**** Information supplied
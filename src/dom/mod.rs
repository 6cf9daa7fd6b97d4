//! DOM 模块
//!
//! - `node` - 节点遍历与属性读写
//! - `style` - 内联样式声明
//! - `selector` - 引擎使用的固定选择器
//! - `layout` - 宿主布局探针
//! - `weak` - 弱引用节点表
//! - `serializer` - 文档序列化

pub mod layout;
pub mod node;
pub mod selector;
pub mod serializer;
pub mod style;
pub mod weak;

// ============================================================================
// 重新导出
// ============================================================================

pub use layout::{LayoutProbe, Rect, StaticLayout, Viewport};
pub use node::{
    ancestors, append_child, body_element, child_element_count, child_elements, class_list,
    create_element, create_text, descendants, detach, document_element, find_by_id,
    first_text_child, get_child_node_by_name, get_node_attr, get_node_name, get_parent_node,
    has_node_attr, head_element, html_to_dom, inner_text, is_attached, is_element, is_tag,
    parent_element, parse_html, remove_node_attr, set_node_attr, set_text_content, set_text_data,
};
pub use selector::{
    closest, contains_match, has_ancestor, matches_any, query_all, Selector, TEXT_BEARING,
};
pub use serializer::{inner_html, serialize_document};
pub use style::{get_style_property, remove_style_properties, remove_style_property, set_style_property};
pub use weak::{NodeKey, WeakNodeMap, WeakNodeSet};
#[cfg(test)]
mod tests {
    use super::*;
    use crate::config::{FontChoice, Sensitivity};
    use crate::detection::Language;
    use crate::dom::{find_by_id, get_style_property, parse_html, StaticLayout};
    use crate::engine::mutation::{MutationRecord, PipelineState};
    use crate::engine::tagger;
    use crate::messaging::NullOutbound;

    fn engine(html: &str, url: &str) -> Engine {
        let dom = parse_html(html).unwrap();
        Engine::attach(
            dom.document.clone(),
            url,
            Settings::default(),
            EngineOptions::default(),
            Rc::new(StaticLayout::new()),
            Box::new(NullOutbound),
        )
        .unwrap()
    }

    fn ms(millis: u64) -> Duration {
        Duration::from_millis(millis)
    }

    #[test]
    fn test_start_runs_immediate_passes() {
        let mut engine = engine(
            "<html><head></head><body><p id='fa'>سلام دنیا</p><p id='en'>Hello World</p></body></html>",
            "https://example.com/",
        );
        engine.start().unwrap();
        assert!(engine.is_running());
        assert_eq!(engine.pipeline().state(), PipelineState::Observing);

        engine.advance_to(ms(600));
        let fa = find_by_id(engine.document(), "fa").unwrap();
        let en = find_by_id(engine.document(), "en").unwrap();
        assert_eq!(tagger::marker_of(&fa), Some(Language::Persian));
        assert_eq!(get_style_property(&fa, "direction").as_deref(), Some("rtl"));
        assert_eq!(tagger::marker_of(&en), Some(Language::English));
        assert!(engine.stats().counters.immediate_processing >= 1);
    }

    #[test]
    fn test_disabled_host_stays_idle() {
        let dom = parse_html("<p id='fa'>سلام</p>").unwrap();
        let settings = Settings {
            enabled_domains: vec!["chatgpt.com".into()],
            ..Settings::default()
        };
        let mut engine = Engine::attach(
            dom.document.clone(),
            "https://example.com/",
            settings,
            EngineOptions::default(),
            Rc::new(StaticLayout::new()),
            Box::new(NullOutbound),
        )
        .unwrap();
        engine.start().unwrap();
        assert!(!engine.is_running());
        assert!(engine.scheduler().is_empty());
    }

    #[test]
    fn test_mutation_debounce_coalesces() {
        let mut engine = engine("<div id='feed'></div>", "https://example.com/");
        engine.start().unwrap();
        let feed = find_by_id(engine.document(), "feed").unwrap();
        let sender = engine.event_sender();

        for (at, text) in [(0, "سلام"), (30, "دنیا")] {
            let p = crate::dom::create_element("p", &[]);
            crate::dom::set_text_content(&p, text);
            crate::dom::append_child(&feed, &p);
            sender
                .send(EngineEvent::Mutations(vec![MutationRecord::ChildList {
                    target: feed.clone(),
                    added: vec![p],
                }]))
                .unwrap();
            engine.tick(ms(at));
        }
        assert_eq!(engine.scheduler().due_at(TaskName::MutationFlush), Some(ms(80)));
        let second = crate::dom::child_elements(&feed)[1].clone();
        engine.tick(ms(79));
        assert_eq!(engine.pipeline().state(), PipelineState::DebouncedPending);
        assert!(!tagger::has_marker(&second), "防抖期间不处理");
        engine.tick(ms(80));
        assert_eq!(engine.pipeline().state(), PipelineState::Observing);
        assert_eq!(tagger::marker_of(&second), Some(Language::Persian));
        assert!(!engine.scheduler().is_scheduled(TaskName::MutationFlush));
    }

    #[test]
    fn test_large_swap_schedules_full_scan() {
        let mut engine = engine("<div id='feed'></div>", "https://example.com/");
        engine.start().unwrap();
        let feed = find_by_id(engine.document(), "feed").unwrap();
        let mut added = Vec::new();
        for _ in 0..11 {
            let p = crate::dom::create_element("p", &[]);
            crate::dom::set_text_content(&p, "سلام دنیا");
            crate::dom::append_child(&feed, &p);
            added.push(p);
        }
        engine
            .event_sender()
            .send(EngineEvent::Mutations(vec![MutationRecord::ChildList {
                target: feed,
                added,
            }]))
            .unwrap();
        engine.tick(ms(10));
        engine.tick(ms(60));
        assert_eq!(
            engine.scheduler().due_at(TaskName::DeferredFullScan),
            Some(ms(60) + constants::LARGE_SWAP_SCAN_DELAY)
        );
    }

    #[test]
    fn test_teardown_strips_everything() {
        let mut engine = engine(
            "<html><head></head><body><p id='fa'>سلام دنیا</p><textarea id='t'>سلام</textarea></body></html>",
            "https://example.com/",
        );
        engine.start().unwrap();
        engine.advance_to(ms(600));
        let fa = find_by_id(engine.document(), "fa").unwrap();
        let textarea = find_by_id(engine.document(), "t").unwrap();
        assert!(tagger::has_marker(&fa));
        assert!(has_node_attr(&textarea, INPUT_HANDLED));

        engine.teardown();
        assert!(!engine.is_running());
        assert!(engine.scheduler().is_empty());
        for element in [&fa, &textarea] {
            assert!(!ALL_MARKERS.iter().any(|m| has_node_attr(element, m)));
            assert!(get_style_property(element, "direction").is_none());
        }
        assert!(find_by_id(engine.document(), constants::STYLESHEET_ID).is_none());
    }

    #[test]
    fn test_attach_guard() {
        let dom = parse_html("<p>x</p>").unwrap();
        let attach = || {
            Engine::attach(
                dom.document.clone(),
                "https://example.com/",
                Settings::default(),
                EngineOptions::default(),
                Rc::new(StaticLayout::new()),
                Box::new(NullOutbound),
            )
        };
        let first = attach().unwrap();
        assert!(matches!(attach(), Err(EngineError::AlreadyAttached)));
        first.detach();
        assert!(attach().is_ok(), "分离后可以重新挂载");
    }

    #[test]
    fn test_toggle_off_and_on() {
        let mut engine = engine("<p id='fa'>سلام دنیا</p>", "https://example.com/");
        engine.start().unwrap();
        engine.advance_to(ms(600));

        let response = engine.handle_message(r#"{"action":"toggleRTL","isEnabled":false}"#);
        assert!(response.is_success());
        assert!(!engine.is_running());
        let fa = find_by_id(engine.document(), "fa").unwrap();
        assert!(!tagger::has_marker(&fa));

        engine.handle_message(r#"{"action":"toggleRTL","isEnabled":true}"#);
        assert!(engine.is_running());
        engine.tick(engine.now());
        assert_eq!(tagger::marker_of(&fa), Some(Language::Persian));
    }

    #[test]
    fn test_sensitivity_change_reprocesses() {
        let mut engine = engine("<p id='p'>سلام</p>", "https://example.com/");
        engine.start().unwrap();
        engine.advance_to(ms(600));
        let p = find_by_id(engine.document(), "p").unwrap();
        assert!(has_node_attr(&p, tagger::SWEEP_MARK));

        engine.handle_message(r#"{"action":"updateSettings","settings":{"detectionMode":"high"}}"#);
        assert_eq!(engine.context().settings.detection_sensitivity, Sensitivity::High);
        assert!(!has_node_attr(&p, tagger::SWEEP_MARK), "重新处理前清除扫描标记");
        assert!(engine.context().signatures.is_empty());

        engine.tick(engine.now());
        assert_eq!(tagger::marker_of(&p), Some(Language::Persian));
    }

    #[test]
    fn test_reload_with_new_sensitivity_reclassifies() {
        let mut engine = engine("<p id='p'>س abc</p>", "https://example.com/");
        engine.start().unwrap();
        engine.advance_to(ms(600));
        let p = find_by_id(engine.document(), "p").unwrap();
        assert_eq!(tagger::marker_of(&p), Some(Language::English));

        engine.handle_message(
            r#"{"action":"fullReload","settings":{"detectionSensitivity":"high"}}"#,
        );
        assert!(engine.context().signatures.is_empty(), "卸载时清空签名缓存");
        assert!(engine.context().languages.is_empty(), "卸载时清空语言缓存");

        engine.advance_to(engine.now() + ms(3000));
        assert_eq!(tagger::marker_of(&p), Some(Language::Persian));
        assert_eq!(engine.stats().counters.restored_from_cache, 0);
    }

    #[test]
    fn test_font_change_refreshes_styles() {
        let mut engine = engine("<p id='p'>سلام دنیا <b id='b'>خوب</b></p>", "https://example.com/");
        engine.start().unwrap();
        engine.advance_to(ms(600));

        engine.handle_message(r#"{"action":"updateSettings","selectedFont":"shabnam"}"#);
        assert_eq!(engine.context().settings.font, FontChoice::Shabnam);
        let due = engine.scheduler().due_at(TaskName::FontRefresh).unwrap();
        engine.tick(due);

        let b = find_by_id(engine.document(), "b").unwrap();
        let family = get_style_property(&b, "font-family").unwrap();
        assert!(family.contains("Shabnam"));
    }

    #[test]
    fn test_unknown_action_and_stats() {
        let mut engine = engine("<p>x</p>", "https://chatgpt.com/c/1");
        let failure = engine.handle_message(r#"{"action":"explode"}"#);
        assert_eq!(
            failure.to_json().unwrap(),
            r#"{"success":false,"error":"Unknown action"}"#
        );

        let stats = engine.handle_message(r#"{"action":"getStats"}"#);
        let json: serde_json::Value = serde_json::from_str(&stats.to_json().unwrap()).unwrap();
        assert_eq!(json["siteType"], "ChatGPT");
        assert_eq!(json["currentDomain"], "chatgpt.com");
    }

    #[test]
    fn test_url_change_reloads_with_new_profile() {
        let mut engine = engine("<p>سلام</p>", "https://example.com/");
        engine.start().unwrap();
        engine
            .event_sender()
            .send(EngineEvent::UrlChanged("https://aistudio.google.com/prompts/1".into()))
            .unwrap();
        engine.tick(ms(10));
        assert_eq!(engine.context().site.kind, SiteKind::AiStudio);
        assert!(engine.scheduler().is_scheduled(TaskName::SiteMonitor));
        assert!(engine.scheduler().is_scheduled(TaskName::DeferredFullScan));
    }
}
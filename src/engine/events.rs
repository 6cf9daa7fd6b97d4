//! 宿主事件
//!
//! 宿主把 DOM 变更、滚动、输入事件、可见性变化和地址变化作为 `EngineEvent` 发进通道，
//! 引擎在每次 `tick` 开始时一次取完。

use markup5ever_rcdom::Handle;
use tokio::sync::mpsc::{self, UnboundedReceiver, UnboundedSender};

use super::input::InputEventKind;
use super::mutation::MutationRecord;

/// 宿主事件
#[derive(Debug, Clone)]
pub enum EngineEvent {
    /// 一批 DOM 变更记录
    Mutations(Vec<MutationRecord>),
    /// 滚动；`None` 表示窗口滚动
    Scroll { target: Option<Handle> },
    /// 输入框事件
    Input { target: Handle, kind: InputEventKind },
    /// 宿主报告进入视口的元素
    Intersection(Vec<Handle>),
    /// 单页应用地址变化
    UrlChanged(String),
}

pub type EventSender = UnboundedSender<EngineEvent>;
pub type EventReceiver = UnboundedReceiver<EngineEvent>;

pub fn channel() -> (EventSender, EventReceiver) {
    mpsc::unbounded_channel()
}

/// 取出通道里当前的全部事件
pub fn drain(receiver: &mut EventReceiver) -> Vec<EngineEvent> {
    let mut events = Vec::new();
    while let Ok(event) = receiver.try_recv() {
        events.push(event);
    }
    events
}
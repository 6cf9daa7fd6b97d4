//! 消息协议
//!
//! 入站命令是带 `action` 字段的 JSON；出站只有心跳，经由 `Outbound` 发给宿主。
//!
//! ```json
//! {"action": "updateSettings", "settings": {"detectionMode": "high"}}
//! {"action": "toggleRTL", "isEnabled": false}
//! {"action": "ping"}
//! ```

use serde::{Deserialize, Serialize};
use tracing::debug;

use crate::config::SettingsPatch;
use crate::engine::stats::StatsSnapshot;
use crate::error::{EngineError, EngineResult};

// ============================================================================
// 入站命令
// ============================================================================

/// 设置字段可以在顶层，也可以嵌在 `settings` 里；嵌套的优先
#[derive(Debug, Clone, Default, PartialEq, Deserialize)]
pub struct SettingsEnvelope {
    #[serde(default)]
    pub settings: Option<SettingsPatch>,
    #[serde(flatten)]
    pub inline: SettingsPatch,
}

impl SettingsEnvelope {
    pub fn patch(&self) -> SettingsPatch {
        match &self.settings {
            Some(nested) => self.inline.clone().merge(nested.clone()),
            None => self.inline.clone(),
        }
    }
}

/// 入站命令
#[derive(Debug, Clone, PartialEq, Deserialize)]
#[serde(tag = "action")]
pub enum Command {
    #[serde(rename = "ping")]
    Ping,
    #[serde(rename = "toggleRTL")]
    ToggleRtl {
        #[serde(rename = "isEnabled", alias = "enabled")]
        enabled: bool,
    },
    #[serde(rename = "updateSettings")]
    UpdateSettings(SettingsEnvelope),
    #[serde(rename = "smoothReprocess")]
    SmoothReprocess(SettingsEnvelope),
    #[serde(rename = "fullReload")]
    FullReload(SettingsEnvelope),
    #[serde(rename = "getStats")]
    GetStats,
    #[serde(rename = "exportPdf")]
    ExportPdf,
}

impl Command {
    /// 解析 JSON 命令
    pub fn parse(json: &str) -> EngineResult<Self> {
        let command = serde_json::from_str(json)?;
        debug!("收到命令: {:?}", command);
        Ok(command)
    }

    pub fn action(&self) -> &'static str {
        match self {
            Command::Ping => "ping",
            Command::ToggleRtl { .. } => "toggleRTL",
            Command::UpdateSettings(_) => "updateSettings",
            Command::SmoothReprocess(_) => "smoothReprocess",
            Command::FullReload(_) => "fullReload",
            Command::GetStats => "getStats",
            Command::ExportPdf => "exportPdf",
        }
    }
}

// ============================================================================
// 响应
// ============================================================================

/// 命令响应
#[derive(Debug, Clone, Serialize)]
#[serde(untagged)]
pub enum Response {
    Alive {
        success: bool,
        status: &'static str,
        stats: Box<StatsSnapshot>,
    },
    Stats(Box<StatsSnapshot>),
    Export {
        success: bool,
        messages: usize,
        html: String,
    },
    Ack {
        success: bool,
    },
    Failure {
        success: bool,
        error: String,
    },
}

impl Response {
    pub fn ok() -> Self {
        Response::Ack { success: true }
    }

    pub fn alive(stats: StatsSnapshot) -> Self {
        Response::Alive {
            success: true,
            status: "alive",
            stats: Box::new(stats),
        }
    }

    pub fn failure(error: impl Into<String>) -> Self {
        Response::Failure {
            success: false,
            error: error.into(),
        }
    }

    pub fn is_success(&self) -> bool {
        match self {
            Response::Alive { success, .. }
            | Response::Export { success, .. }
            | Response::Ack { success }
            | Response::Failure { success, .. } => *success,
            Response::Stats(_) => true,
        }
    }

    pub fn to_json(&self) -> EngineResult<String> {
        serde_json::to_string(self).map_err(|e| EngineError::Serialization(e.to_string()))
    }
}

impl From<EngineError> for Response {
    fn from(error: EngineError) -> Self {
        match error {
            EngineError::Parse(message) if message.contains("unknown variant") => {
                Response::failure("Unknown action")
            }
            other => Response::failure(other.to_string()),
        }
    }
}

// ============================================================================
// 出站消息
// ============================================================================

/// 发往宿主的消息
#[derive(Debug, Clone, Serialize)]
#[serde(tag = "action", rename_all = "camelCase")]
pub enum OutboundMessage {
    Heartbeat {
        timestamp: String,
        domain: String,
        stats: Box<StatsSnapshot>,
    },
}

/// 宿主消息通道
pub trait Outbound {
    /// 发送一条消息；失败时返回 `EngineError::Messaging`
    fn send(&mut self, message: &OutboundMessage) -> EngineResult<()>;
}

/// 丢弃所有消息
#[derive(Debug, Default)]
pub struct NullOutbound;

impl Outbound for NullOutbound {
    fn send(&mut self, _message: &OutboundMessage) -> EngineResult<()> {
        Ok(())
    }
}

/// 把消息序列化后写入 tokio 通道
pub struct ChannelOutbound {
    sender: tokio::sync::mpsc::UnboundedSender<String>,
}

impl ChannelOutbound {
    pub fn new(sender: tokio::sync::mpsc::UnboundedSender<String>) -> Self {
        Self { sender }
    }
}

impl Outbound for ChannelOutbound {
    fn send(&mut self, message: &OutboundMessage) -> EngineResult<()> {
        let json = serde_json::to_string(message)
            .map_err(|e| EngineError::Serialization(e.to_string()))?;
        self.sender
            .send(json)
            .map_err(|_| EngineError::Messaging("outbound channel closed".to_string()))
    }
}
//! 单个元素的处理流程
//!
//! 安全过滤 -> 签名缓存 -> 分类 -> 标记。所有扫描路径最终都调用 `process_element`，
//! 批处理时逐元素捕获错误，一个元素失败不影响其它元素。

use markup5ever_rcdom::Handle;
use tracing::{debug, trace};

use super::context::PageContext;
use super::safety::{self, Rejection, Verdict};
use super::site::{SiteKind, PERPLEXITY_ANSWER};
use super::tagger;
use crate::detection::{element_signature, has_persian, Language};
use crate::dom::{closest, get_node_name};
use crate::error::EngineResult;

const PERPLEXITY_OVERRIDE_TAGS: &[&str] = &["p", "span", "div", "li", "h1", "h2", "h3"];

/// 处理结果
#[derive(Debug, Clone, Copy, PartialEq, Eq)]
pub enum Outcome {
    /// 新分类并标记
    Tagged(Language),
    /// 从签名缓存恢复标记
    Restored(Language),
    /// 签名缓存命中且标记仍在
    Cached,
    /// 分类为未知，标记已清除
    Cleared,
    /// 波斯语但未通过 RTL 检查，保持原样
    Deferred,
    Rejected(Rejection),
    /// 引擎在当前站点未启用
    Inactive,
}

impl Outcome {
    /// 本次调用是否在元素上留下了语言标记
    pub fn is_tagged(&self) -> bool {
        matches!(self, Outcome::Tagged(_) | Outcome::Restored(_))
    }
}

/// 批处理汇总
#[derive(Debug, Clone, Copy, Default, PartialEq, Eq)]
pub struct BatchReport {
    pub visited: usize,
    pub tagged: usize,
    pub restored: usize,
    pub errors: usize,
}

impl BatchReport {
    pub fn merge(&mut self, other: BatchReport) {
        self.visited += other.visited;
        self.tagged += other.tagged;
        self.restored += other.restored;
        self.errors += other.errors;
    }

    /// 新标记与恢复之和
    pub fn changed(&self) -> usize {
        self.tagged + self.restored
    }
}

/// 处理单个元素
pub fn process_element(ctx: &mut PageContext, element: &Handle) -> EngineResult<Outcome> {
    if !ctx.is_active() {
        return Ok(Outcome::Inactive);
    }

    let text = match safety::check(ctx, element)? {
        Verdict::Eligible(text) => text,
        Verdict::Rejected(rejection) => {
            trace!("跳过元素: {}", rejection);
            return Ok(Outcome::Rejected(rejection));
        }
    };

    let signature = element_signature(element, &text);
    if let Some(cached) = signature.as_deref().and_then(|sig| ctx.signatures.get(sig)) {
        let language = cached.language;
        if tagger::has_marker(element) {
            return Ok(Outcome::Cached);
        }
        tagger::apply(element, language, ctx.style_profile());
        ctx.processed.record(element, language, &text);
        ctx.stats.processed_elements += 1;
        ctx.stats.restored_from_cache += 1;
        return Ok(Outcome::Restored(language));
    }

    let mut language = ctx
        .languages
        .classify(&text, ctx.settings.detection_sensitivity);
    if prefers_persian(ctx, element, &text) {
        language = Language::Persian;
    }

    match language {
        Language::Persian => {
            if !safety::is_safe_for_rtl(ctx, element)? {
                return Ok(Outcome::Deferred);
            }
        }
        Language::English => {}
        Language::Unknown => {
            tagger::clear(element);
            ctx.processed.record(element, Language::Unknown, &text);
            return Ok(Outcome::Cleared);
        }
    }

    tagger::apply(element, language, ctx.style_profile());
    ctx.processed.record(element, language, &text);
    if let Some(signature) = signature {
        ctx.signatures.insert(signature, language, ctx.now);
    }
    ctx.stats.processed_elements += 1;
    Ok(Outcome::Tagged(language))
}

/// Perplexity 回答区域内含波斯字符的文本元素一律按波斯语处理
fn prefers_persian(ctx: &PageContext, element: &Handle, text: &str) -> bool {
    ctx.site.kind == SiteKind::Perplexity
        && get_node_name(element).is_some_and(|tag| PERPLEXITY_OVERRIDE_TAGS.contains(&tag))
        && has_persian(text)
        && closest(element, PERPLEXITY_ANSWER).is_some()
}

/// 依次处理一批元素，错误计数后跳过
pub fn process_batch(ctx: &mut PageContext, elements: &[Handle]) -> BatchReport {
    let mut report = BatchReport::default();
    for element in elements {
        report.visited += 1;
        match process_element(ctx, element) {
            Ok(Outcome::Tagged(_)) => report.tagged += 1,
            Ok(Outcome::Restored(_)) => report.restored += 1,
            Ok(_) => {}
            Err(e) => {
                report.errors += 1;
                ctx.record_error(&e);
            }
        }
    }
    if report.visited > 0 {
        debug!(
            "批处理 {} 个元素: 标记 {}, 恢复 {}, 错误 {}",
            report.visited, report.tagged, report.restored, report.errors
        );
    }
    report
}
********
=== Required work ===
Please go line by line through the records above, copying each one that holds the string "languages".

=== Response to this exercise ===
        assert!(engine.context().languages.is_empty(), "卸载时清空语言缓存");
        .languages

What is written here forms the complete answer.